Squamous cell cancers in aggregate comprise the most common forms of epithelial cancers, arising from the skin, head/neck, oral cavity, esophagus, lung and anogenital tract, and they share a number of environmental exposures and genomic alterations. A prototype of this cancer is esophageal squamous cell carcinoma (ESCC), which is associated with a high mortality rate worldwide. Local invasion and metastasis are important factors which influence patient survival. Amongst the frequent oncogene alterations are EGFR and cyclin D1 overexpression, and that in tumor suppressor genes are p53 mutation and p120-catenin loss or mislocalization. However, the functional interplay between these genetic alterations contributing to cancer progression remains unclear.
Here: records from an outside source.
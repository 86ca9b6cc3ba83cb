//! Environment-file resolution strategies.

use crate::bulk::BulkResolver;
use monoenv_cache::{CacheConfig, CacheStats, TtlCache};
use monoenv_core::{EnvScope, ResolutionStrategy, Workspace};
use monoenv_providers::MonorepoProvider;
use std::cmp::Ordering;
use std::collections::HashSet;
use std::fmt;
use std::path::{Path, PathBuf};
use std::sync::Arc;

/// Patterns searched when the caller supplies none.
pub const DEFAULT_ENV_PATTERNS: [&str; 3] = [".env", ".envrc", ".env.*"];

/// Caller-supplied ordering for resolved files.
pub type EnvFileComparator = Arc<dyn Fn(&Path, &Path) -> Ordering + Send + Sync>;

/// Options refining the order of resolved environment files.
#[derive(Clone, Default)]
pub struct ResolveOptions {
    /// Files whose name ends in `.<preferred_environment>` are hoisted before
    /// the others; the rest keep their relative order.
    pub preferred_environment: Option<String>,
    /// Full custom ordering. Takes precedence over `preferred_environment`
    /// and bypasses the result cache (a closure cannot participate in a
    /// cache key).
    pub comparator: Option<EnvFileComparator>,
}

impl fmt::Debug for ResolveOptions {
    fn fmt(&self, f: &mut fmt::Formatter<'_>) -> fmt::Result {
        f.debug_struct("ResolveOptions")
            .field("preferred_environment", &self.preferred_environment)
            .field("comparator", &self.comparator.as_ref().map(|_| "Fn(..)"))
            .finish()
    }
}

impl ResolveOptions {
    /// Options hoisting files that end in `.<environment>`.
    #[must_use]
    pub fn preferring(environment: impl Into<String>) -> Self {
        Self {
            preferred_environment: Some(environment.into()),
            comparator: None,
        }
    }
}

/// Resolves the ordered list of environment files applying to a location.
///
/// The actual globbing is delegated to the [`BulkResolver`], which batches
/// every `(directory, pattern)` combination in one pass; this type only
/// decides *which* directories participate and in *what order*, per the
/// provider's [`ResolutionStrategy`].
#[derive(Debug)]
pub struct EnvironmentResolver {
    cache: TtlCache<Vec<PathBuf>>,
    bulk: BulkResolver,
}

impl EnvironmentResolver {
    /// Creates a resolver whose cache uses the given bounds.
    #[must_use]
    pub fn new(cache_config: CacheConfig) -> Self {
        Self {
            cache: TtlCache::new(cache_config),
            bulk: BulkResolver::new(),
        }
    }

    /// Resolves the environment files for `workspace` (or none) under `root`.
    ///
    /// Returns ordered, deduplicated absolute paths. Earlier entries win when
    /// the consumer applies first-match-wins semantics. A directory that does
    /// not exist yields zero matches; no runtime condition is an error.
    pub fn resolve_env_files(
        &mut self,
        workspace: Option<&Workspace>,
        root: &Path,
        provider: &dyn MonorepoProvider,
        patterns: Option<&[String]>,
        opts: &ResolveOptions,
    ) -> Vec<PathBuf> {
        let patterns = effective_patterns(patterns);
        let cacheable = opts.comparator.is_none();
        let key = cache_key(provider.name(), root, workspace, &patterns, opts);
        if cacheable
            && let Some(cached) = self.cache.get(&key)
        {
            return cached.clone();
        }

        let resolution = provider.env_resolution();
        let workspace_dir = workspace.map(|w| w.path.clone());
        let search_dirs = ordered_search_dirs(
            &resolution.strategy,
            resolution.inheritance,
            &resolution.override_order,
            workspace_dir.as_deref(),
            root,
        );

        let files = if search_dirs.is_empty() {
            Vec::new()
        } else {
            let buckets = self.bulk.bulk_resolve_env_files(&search_dirs, &patterns);
            let mut files = Vec::new();
            let mut seen = HashSet::new();
            for dir in &search_dirs {
                if let Some(bucket) = buckets.get(dir) {
                    for file in bucket {
                        if seen.insert(file.clone()) {
                            files.push(file.clone());
                        }
                    }
                }
            }
            apply_ordering(&mut files, opts);
            files
        };

        tracing::debug!(
            provider = provider.name(),
            strategy = resolution.strategy.as_str(),
            count = files.len(),
            "environment files resolved"
        );
        if cacheable {
            self.cache
                .set_with_ttl(key, files.clone(), provider.cache_ttl());
        }
        files
    }

    /// Resolves environment files across many workspaces in one batched pass.
    ///
    /// Equivalent to concatenating `resolve_env_files` over `workspaces` in
    /// order (then deduplicating), but every directory is globbed in a single
    /// bulk operation instead of once per workspace.
    pub fn resolve_all_workspace_files(
        &mut self,
        workspaces: &[Workspace],
        root: &Path,
        provider: &dyn MonorepoProvider,
        patterns: Option<&[String]>,
        opts: &ResolveOptions,
    ) -> Vec<PathBuf> {
        let patterns = effective_patterns(patterns);
        let resolution = provider.env_resolution();

        let mut all_dirs: Vec<PathBuf> = Vec::new();
        let mut seen_dirs = HashSet::new();
        for workspace in workspaces {
            if seen_dirs.insert(workspace.path.clone()) {
                all_dirs.push(workspace.path.clone());
            }
        }
        if seen_dirs.insert(root.to_path_buf()) {
            all_dirs.push(root.to_path_buf());
        }

        let buckets = self.bulk.bulk_resolve_env_files(&all_dirs, &patterns);

        let mut files = Vec::new();
        let mut seen = HashSet::new();
        let mut collect = |dirs: Vec<PathBuf>| {
            for dir in dirs {
                if let Some(bucket) = buckets.get(&dir) {
                    for file in bucket {
                        if seen.insert(file.clone()) {
                            files.push(file.clone());
                        }
                    }
                }
            }
        };

        if workspaces.is_empty() {
            collect(ordered_search_dirs(
                &resolution.strategy,
                resolution.inheritance,
                &resolution.override_order,
                None,
                root,
            ));
        } else {
            for workspace in workspaces {
                collect(ordered_search_dirs(
                    &resolution.strategy,
                    resolution.inheritance,
                    &resolution.override_order,
                    Some(&workspace.path),
                    root,
                ));
            }
        }

        apply_ordering(&mut files, opts);
        files
    }

    /// Env-file cache counters.
    #[must_use]
    pub fn cache_stats(&self) -> CacheStats {
        self.cache.stats()
    }

    /// Drops all cached file lists and existence results.
    pub fn clear_cache(&mut self) {
        self.cache.clear();
        self.bulk.clear_cache();
    }
}

fn effective_patterns(patterns: Option<&[String]>) -> Vec<String> {
    patterns.map_or_else(
        || DEFAULT_ENV_PATTERNS.iter().map(ToString::to_string).collect(),
        <[String]>::to_vec,
    )
}

/// The directories a strategy searches, in precedence order, deduplicated
/// (a workspace sitting at the root is searched once).
fn ordered_search_dirs(
    strategy: &ResolutionStrategy,
    inheritance: bool,
    override_order: &[EnvScope],
    workspace: Option<&Path>,
    root: &Path,
) -> Vec<PathBuf> {
    let ordered: Vec<PathBuf> = match strategy {
        ResolutionStrategy::WorkspaceOnly => {
            workspace.map(Path::to_path_buf).into_iter().collect()
        }
        ResolutionStrategy::WorkspaceFirst => {
            let mut dirs = Vec::new();
            if let Some(ws) = workspace {
                dirs.push(ws.to_path_buf());
            }
            if inheritance {
                dirs.push(root.to_path_buf());
            }
            dirs
        }
        ResolutionStrategy::RootFirst => {
            let mut dirs = vec![root.to_path_buf()];
            if let Some(ws) = workspace {
                dirs.push(ws.to_path_buf());
            }
            dirs
        }
        ResolutionStrategy::Merge => override_order
            .iter()
            .filter_map(|scope| match scope {
                EnvScope::Root => Some(root.to_path_buf()),
                EnvScope::Workspace => workspace.map(Path::to_path_buf),
            })
            .collect(),
    };

    let mut seen = HashSet::new();
    ordered
        .into_iter()
        .filter(|dir| seen.insert(dir.clone()))
        .collect()
}

fn apply_ordering(files: &mut Vec<PathBuf>, opts: &ResolveOptions) {
    if let Some(comparator) = &opts.comparator {
        files.sort_by(|a, b| comparator(a, b));
        return;
    }
    if let Some(preferred) = &opts.preferred_environment {
        let suffix = format!(".{preferred}");
        // Stable sort on a boolean key hoists preferred files while keeping
        // the relative order of everything else.
        files.sort_by_key(|file| {
            !file
                .file_name()
                .is_some_and(|name| name.to_string_lossy().ends_with(&suffix))
        });
    }
}

fn cache_key(
    provider: &str,
    root: &Path,
    workspace: Option<&Workspace>,
    patterns: &[String],
    opts: &ResolveOptions,
) -> String {
    let workspace_part = workspace.map_or_else(
        || "no_workspace".to_string(),
        |w| w.path.display().to_string(),
    );
    format!(
        "env_files:{provider}:{}:{workspace_part}:{}:{}",
        root.display(),
        patterns.join(","),
        opts.preferred_environment.as_deref().unwrap_or("")
    )
}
Our previous studies have addressed this by presenting a tumor microenvironment model for tumor cell invasion using a 3D organotypic culture system and transformed human esophageal cells overexpressing EGFR and mutant p53 (Genes and Development 2007). From this, we have now utilized laser capture microdissection (LCM) and microarray analysis to identify novel targets of EGFR overexpression and mutant p53 by comparing gene expression of invading versus non-invading transformed cells. Results from these studies reveal a marked upregulation of periostin, a gene involved in cell adhesion, whose expression is restricted to invading tumor cells, as validated by qPCR, immunohistochemistry and Western blot. Furthermore, its expression was found to be upregulated in human esophageal cancer compared to normal esophagus. Using genetic approaches, gain-of-function of periostin fosters tumor cell invasion, whereas silencing of periostin markedly attenuates tumor cell invasion. Bioinformatic analyses reveal that periostin is upregulated in other human squamous cell cancers as well. Promoter studies assessing the transcriptional regulation of periostin upon EGFR overexpression and p53 mutation have been done. Our novel findings indicate periostin induction upon convergence of EGFR signaling and p53 mutation provides a cue for tumor cell invasion in the tumor microenvironment, and that it may be part of tumor invasion signature in squamous cell cancers in general. This work was supported by P01-CA098101, NIH/NRSA F32-DK075230 and T32 CA115299. Citation Information: Cancer Res 2009;69(23 Suppl):C29.